DESCRIPTION (provided by applicant): Glioblastoma is the most common malignant brain tumor of adults and is among the most lethal of all cancers. Deregulation of the PI3K/Akt pathway signaling, which promotes malignant transformation, tumor progression and radiation-resistance in pre-clinical models, is common in glioblastomas. However, its impact on glioblastoma patient survival and response to therapy is not known. Determining the effect of deregulated PI3K pathway signaling on glioblastoma patient survival and response to therapy may potentially translate directly into improved therapy for glioblastoma patients, particularly in light of the availability of specific PI3K signaling pathway specific inhibitors. This proposal brings together the powerful resources of an NCI sponsored multi-institutional cooperative group, the Radiation Therapy Oncology Group (RTOG), with its meticulously characterized clinical samples, and a team of investigators that has demonstrated ability to analyze the activation state of the PI3K pathway in glioblastoma patient samples. This proposal is an important extension of these studies, and it takes full advantage of this important NCI-sponsored resource. The specific aims of this proposal are: Aim 1: We will determine whether activation of the PI3K pathway is associated with diminished survival of glioblastoma patients. Aim 2: We will determine whether activation of the PI3K pathway is associated with radiation resistance in glioblastoma patients. Aim 3: We will identify molecular features of glioblastomas that underlie response to EGFR, mTOR and farnesyl transferase inhibitors under investigation in ongoing and planned RTOG trials to optimize delivery and identify patients who will derive greatest benefit from these biotherapeutic agents.

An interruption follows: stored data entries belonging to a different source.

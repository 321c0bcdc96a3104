//! Error types for Quarry.
//!
//! Defines the main error enum used throughout the crate.

use thiserror::Error;

use crate::service::ExecutionStatus;

/// Main error type for Quarry operations.
#[derive(Error, Debug)]
pub enum QuarryError {
    /// Request shape errors (missing sql, conflicting sql/execution id,
    /// bad placeholder count, etc.). Raised before any service call.
    #[error("Validation error: {0}")]
    Validation(String),

    /// Configuration errors (missing output bucket, invalid config file, etc.)
    #[error("Configuration error: {0}")]
    Config(String),

    /// Transient service errors (network hiccups, throttling, service
    /// unavailable). Retried within the backoff budget.
    #[error("Transient service error: {0}")]
    Transient(String),

    /// Authorization failures. Surfaced immediately, never retried.
    #[error("Authorization error: {0}")]
    Authorization(String),

    /// The execution reached a terminal FAILED/CANCELLED status upstream.
    #[error("Execution {execution_id} {status}: {reason}")]
    ExecutionFailed {
        execution_id: String,
        status: ExecutionStatus,
        reason: String,
    },

    /// The poll budget ran out while the execution stayed non-terminal.
    #[error("Execution {execution_id} still {last_status} after {attempts} poll attempts")]
    RetryExhausted {
        execution_id: String,
        attempts: u32,
        last_status: ExecutionStatus,
    },

    /// Output bytes did not match the declared column schema.
    #[error("Malformed row: {0}")]
    MalformedRow(String),

    /// Object storage errors (missing object, read failure, etc.)
    #[error("Storage error: {0}")]
    Storage(String),
}

impl QuarryError {
    /// Creates a validation error with the given message.
    pub fn validation(msg: impl Into<String>) -> Self {
        Self::Validation(msg.into())
    }

    /// Creates a configuration error with the given message.
    pub fn config(msg: impl Into<String>) -> Self {
        Self::Config(msg.into())
    }

    /// Creates a transient service error with the given message.
    pub fn transient(msg: impl Into<String>) -> Self {
        Self::Transient(msg.into())
    }

    /// Creates an authorization error with the given message.
    pub fn authorization(msg: impl Into<String>) -> Self {
        Self::Authorization(msg.into())
    }

    /// Creates a malformed-row error with the given message.
    pub fn malformed_row(msg: impl Into<String>) -> Self {
        Self::MalformedRow(msg.into())
    }

    /// Creates a storage error with the given message.
    pub fn storage(msg: impl Into<String>) -> Self {
        Self::Storage(msg.into())
    }

    /// Returns true if the operation that produced this error may be retried.
    ///
    /// Only transient service errors qualify; everything else is either a
    /// caller mistake or a terminal upstream outcome.
    pub fn is_retryable(&self) -> bool {
        matches!(self, Self::Transient(_))
    }

    /// Returns the error category as a string for display purposes.
    pub fn category(&self) -> &'static str {
        match self {
            Self::Validation(_) => "Validation Error",
            Self::Config(_) => "Configuration Error",
            Self::Transient(_) => "Transient Service Error",
            Self::Authorization(_) => "Authorization Error",
            Self::ExecutionFailed { .. } => "Execution Failed",
            Self::RetryExhausted { .. } => "Retry Exhausted",
            Self::MalformedRow(_) => "Malformed Row",
            Self::Storage(_) => "Storage Error",
        }
    }
}

/// Result type alias using QuarryError.
pub type Result<T> = std::result::Result<T, QuarryError>;
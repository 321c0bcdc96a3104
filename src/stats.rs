//! Execution statistics for Quarry.
//!
//! Derives byte counts, timing breakdown, and an estimated query cost
//! from the metadata the execution service reports.

use serde::{Deserialize, Serialize};

use crate::service::ExecutionMetadata;

/// Price charged per terabyte scanned, in USD.
const PRICE_PER_TB_USD: f64 = 5.0;

/// Bytes per terabyte, as billed by the service (decimal TB).
const BYTES_PER_TB: f64 = 1_000_000_000_000.0;

/// Decimal places the cost estimate is rounded to.
const COST_DECIMALS: u32 = 6;

/// Statistics for one completed execution.
///
/// Derived once from service metadata, never mutated afterwards.
#[derive(Debug, Clone, Copy, Default, PartialEq, Serialize, Deserialize)]
pub struct QueryStats {
    /// Bytes of data the execution scanned.
    pub bytes_scanned: u64,

    /// Estimated cost of the scan, in USD.
    pub cost_estimate_usd: f64,

    /// Wall-clock time from submission to terminal status.
    pub total_elapsed_ms: u64,

    /// Time spent queued before the engine picked the query up.
    pub queue_time_ms: u64,

    /// Time the engine spent planning.
    pub planning_time_ms: u64,

    /// Time the engine spent executing.
    pub execution_time_ms: u64,

    /// Time the service spent post-processing the finished query.
    pub service_processing_time_ms: u64,
}

impl QueryStats {
    /// Derives stats from execution metadata.
    ///
    /// Pure: missing metadata fields are treated as zero.
    pub fn collect(metadata: &ExecutionMetadata) -> Self {
        let bytes_scanned = metadata.bytes_scanned.unwrap_or(0);
        Self {
            bytes_scanned,
            cost_estimate_usd: estimate_cost_usd(bytes_scanned),
            total_elapsed_ms: metadata.total_elapsed_ms.unwrap_or(0),
            queue_time_ms: metadata.queue_time_ms.unwrap_or(0),
            planning_time_ms: metadata.planning_time_ms.unwrap_or(0),
            execution_time_ms: metadata.execution_time_ms.unwrap_or(0),
            service_processing_time_ms: metadata.service_processing_time_ms.unwrap_or(0),
        }
    }

    /// Bytes scanned expressed in megabytes, rounded to the nearest MB.
    pub fn bytes_scanned_mb(&self) -> u64 {
        (self.bytes_scanned as f64 / 1_000_000.0).round() as u64
    }
}

/// Estimates the scan cost in USD, rounded to a fixed number of decimals.
fn estimate_cost_usd(bytes_scanned: u64) -> f64 {
    let raw = bytes_scanned as f64 / BYTES_PER_TB * PRICE_PER_TB_USD;
    let scale = 10f64.powi(COST_DECIMALS as i32);
    (raw * scale).round() / scale
}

描述(申请人提供)：胶质母细胞瘤是最常见的成人恶性脑肿瘤，也是所有癌症中最致命的癌症之一。PI3K/Akt信号通路的失控在胶质母细胞瘤中很常见，PI3K/Akt信号通路在临床前模型中促进恶性转化、肿瘤进展和辐射抵抗。然而，它对胶质母细胞瘤患者生存和治疗反应的影响尚不清楚。确定去调控的PI3K信号通路对胶质母细胞瘤患者生存和治疗反应的影响可能直接转化为改善胶质母细胞瘤患者的治疗，特别是考虑到特定的PI3K信号通路特异性抑制剂的可用性。这项建议汇集了NCI发起的多机构合作小组的强大资源，放射治疗肿瘤学小组(RTOG)及其精心表征的临床样本，以及一支已证明有能力分析胶质母细胞瘤患者样本中PI3K途径激活状态的研究团队。这项建议是这些研究的重要扩展，它充分利用了NCI赞助的这一重要资源。这项建议的具体目的是：目标1：我们将确定PI3K通路的激活是否与胶质母细胞瘤患者的存活率降低有关。目的2：我们将确定PI3K通路的激活是否与胶质母细胞瘤患者的辐射抵抗有关。目的3：在正在进行和计划中的RTOG试验中，我们将确定胶质母细胞瘤对EGFR、mTOR和法尼基转移酶抑制剂的反应的分子特征，以优化给药，并确定哪些患者将从这些生物治疗药物中获得最大好处。